Collected data:
▼▼▼
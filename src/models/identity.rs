//! Identity and session types issued by the hosted provider.

use chrono::{DateTime, Utc};
use serde::{Deserialize, Serialize};

/// Authenticated principal representing one end user.
///
/// Issued by the external provider; this crate never creates or mutates
/// identities itself.
#[derive(Debug, Clone, PartialEq, Eq, Serialize, Deserialize)]
pub struct Identity {
    /// Provider-assigned user id (primary key for owned records)
    pub id: String,
    /// Email address the account was registered with
    pub email: String,
    /// When the current session was issued
    pub issued_at: DateTime<Utc>,
    /// When the current session expires
    pub expires_at: DateTime<Utc>,
}

/// Time-bounded, refreshable credential proving an [`Identity`]'s
/// authentication.
#[derive(Debug, Clone, PartialEq, Eq, Serialize, Deserialize)]
pub struct Session {
    /// Provider-issued access token (an HS256 JWT)
    pub access_token: String,
    /// Opaque refresh token, exchangeable for a new session exactly once
    pub refresh_token: String,
    /// When the access token expires
    pub expires_at: DateTime<Utc>,
}

impl Session {
    /// A session is valid iff the current time is before its expiry.
    pub fn is_valid_at(&self, now: DateTime<Utc>) -> bool {
        now < self.expires_at
    }
}
//! Movement Dispatch
//!
//! Maps a classified drive to the action that reconciles it: joining the
//! create batch, reinitializing a system logical drive, queueing an edge
//! connect, or rejecting the drive with an operator event. The dispatcher is
//! the only component that submits jobs, and it submits nothing when this
//! controller is passive.

use crate::error::{Error, Result};
use crate::events::{Event, EventKind};
use crate::jobs::{CreateDriveSpec, JobRequest};
use crate::peer::ControllerRole;
use crate::reconciler::classify::{ClassifiedDrive, DriveMovement};
use crate::reconciler::queues::DiscoverItem;
use crate::reconciler::ReconcilerContext;
use crate::topology::types::{
    BlockGeometry, DriveClass, DriveLocation, LinkSpeed, LogicalDriveId, PhysicalDriveInfo,
    SerialNumber,
};
use std::collections::HashSet;
use tokio::time::Instant;
use tracing::{debug, info, warn};

// =============================================================================
// Outcome
// =============================================================================

/// What the dispatcher decided for one discover item
#[derive(Debug, Clone, Copy, PartialEq, Eq)]
pub enum DispatchOutcome {
    /// A matching record exists; queue the logical drive for edge connect
    Connect(LogicalDriveId),
    /// The drive joined the pending create batch; its record will appear later
    BatchedCreate,
    /// A configuration job was submitted; revisit once the tables catch up
    JobSubmitted,
    /// The drive was rejected; an event explains what the operator must do
    Rejected,
    /// Action is on cooldown or blocked by a concurrent action; retry later
    Deferred,
    /// Passive controller; the active side will act
    SuppressedPassive,
}

/// True while the item's last submitted action is still settling; keeps a
/// queued drive from resubmitting the same job every pass
fn on_cooldown(ctx: &ReconcilerContext, item: &DiscoverItem) -> bool {
    item.last_attempt
        .map(|last| last.elapsed() < ctx.config.reinit_cooldown)
        .unwrap_or(false)
}

/// The classified drive's own user record, when one exists. A reinit against
/// a system slot must orphan it so the serial is not left on two records.
fn stale_user_record(
    ctx: &ReconcilerContext,
    classified: &ClassifiedDrive,
) -> Option<LogicalDriveId> {
    classified
        .record
        .as_ref()
        .map(|r| r.id)
        .filter(|id| !ctx.config.is_system_logical_id(*id))
}

// =============================================================================
// Dispatcher
// =============================================================================

/// Long-lived dispatch state: the create batch, the garbage-collection
/// debounce, and the one-reinit-per-pass guard.
pub struct Dispatcher {
    batch: Vec<CreateDriveSpec>,
    batch_serials: HashSet<SerialNumber>,
    last_gc: Option<Instant>,
    /// System slot whose reinit was submitted this pass, if any
    reinit_this_pass: Option<u32>,
}
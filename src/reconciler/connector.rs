//! Edge Connector
//!
//! Drives one logical drive toward a connected downstream edge. Connecting is
//! idempotent: an already-enabled edge and a concurrently-deleted record both
//! count as completed work. The identity stamp is written after a successful
//! attach, on the active side only, and only when the on-drive record is
//! missing or stale.

use crate::error::{Error, Result};
use crate::events::{Event, EventKind};
use crate::identity::stamp::{IdentityStamp, StampRead};
use crate::peer::ControllerRole;
use crate::reconciler::ReconcilerContext;
use crate::topology::types::{EdgeState, LogicalDriveId};
use tracing::{debug, info};

/// Result of one connect attempt
#[derive(Debug, Clone, Copy, PartialEq, Eq)]
pub enum ConnectOutcome {
    /// Edge attached this pass
    Connected,
    /// Edge was already enabled; nothing to do
    AlreadyConnected,
    /// The record no longer exists; someone destroyed it while we held the item
    RecordGone,
    /// The matching physical drive is not present; wait for it
    DriveAbsent,
    /// The drive sits in a slot class the record forbids; not connectable
    Rejected,
}

impl ConnectOutcome {
    /// True when the item is finished and its ticket can be released
    pub fn is_terminal(&self) -> bool {
        !matches!(self, ConnectOutcome::DriveAbsent)
    }
}

/// Check whether a connect item can be retired without touching hardware:
/// record gone or edge already up.
pub async fn fast_connect(ctx: &ReconcilerContext, logical: LogicalDriveId) -> Result<Option<ConnectOutcome>> {
    if ctx.tables.lookup_by_id(logical).is_none() {
        debug!(%logical, "record deleted while queued, treating as complete");
        return Ok(Some(ConnectOutcome::RecordGone));
    }
    if ctx.topology.edge_state(logical).await? == EdgeState::Enabled {
        return Ok(Some(ConnectOutcome::AlreadyConnected));
    }
    Ok(None)
}

/// Full connect: locate the drive by serial, validate placement, attach the
/// edge, then bring the stamp up to date.
pub async fn connect(ctx: &ReconcilerContext, logical: LogicalDriveId) -> Result<ConnectOutcome> {
    if let Some(outcome) = fast_connect(ctx, logical).await? {
        return Ok(outcome);
    }
    let record = ctx
        .tables
        .lookup_by_id(logical)
        .ok_or(Error::RecordNotFound(logical))?;

    let physical = match ctx.topology.find_by_serial(&record.serial).await? {
        Some(id) => id,
        None => {
            debug!(%logical, serial = %record.serial, "drive not present yet");
            return Ok(ConnectOutcome::DriveAbsent);
        }
    };
    let info = ctx.topology.drive_info(physical).await?;

    // A persisted record may only reconnect to a drive sitting in the same
    // slot class it was created against.
    let record_is_system = record.location.is_system_slot(ctx.config.system_slot_count);
    let drive_is_system = info.location.is_system_slot(ctx.config.system_slot_count);
    if record_is_system != drive_is_system {
        ctx.events.record(Event::now(EventKind::DriveInWrongSlot {
            serial: record.serial.clone(),
            location: info.location,
            correct_slot: record.location,
        }));
        return Ok(ConnectOutcome::Rejected);
    }

    ctx.topology
        .attach_edge(logical, physical, record.capacity)
        .await?;
    info!(%logical, drive = %physical, location = %info.location, "edge connected");

    if ctx.peer.role() == ControllerRole::Active {
        refresh_stamp(ctx, &info).await?;
    }
    Ok(ConnectOutcome::Connected)
}

/// Rewrite the on-drive stamp when it is missing, foreign, or records a slot
/// the drive no longer occupies
async fn refresh_stamp(
    ctx: &ReconcilerContext,
    info: &crate::topology::types::PhysicalDriveInfo,
) -> Result<()> {
    let needs_write = match ctx.identity.read_stamp(info.id).await? {
        StampRead::Valid(stamp) => {
            !stamp.belongs_to(ctx.descriptor.array_wwn_seed) || stamp.location != info.location
        }
        StampRead::Uninitialized | StampRead::Invalid => true,
    };
    if needs_write {
        let stamp = IdentityStamp::new(ctx.descriptor.array_wwn_seed, info.location);
        ctx.identity.write_stamp(info.id, &stamp).await?;
        debug!(drive = %info.id, location = %info.location, "identity stamp refreshed");
    }
    Ok(())
}
//! Topology: drive identifiers, locations and configuration tables
//!
//! This module owns the shared vocabulary of the engine (ids, locations,
//! drive descriptors) and the read-side view of the array's configuration
//! tables that the classifier consults.

pub mod tables;
pub mod types;

pub use tables::{ConfigSnapshot, DriveConfigType, DriveTopology, LogicalDriveRecord};
pub use types::{
    BlockGeometry, DriveClass, DriveLocation, EdgeState, LifecycleState, LinkSpeed,
    LogicalDriveId, PhysicalDriveId, PhysicalDriveInfo, ProcessFlags, SerialNumber,
    SystemDescriptor,
};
▲▲▲
Count the lines in the records above that contain "nothing". Reply with the number only.

Solution:
2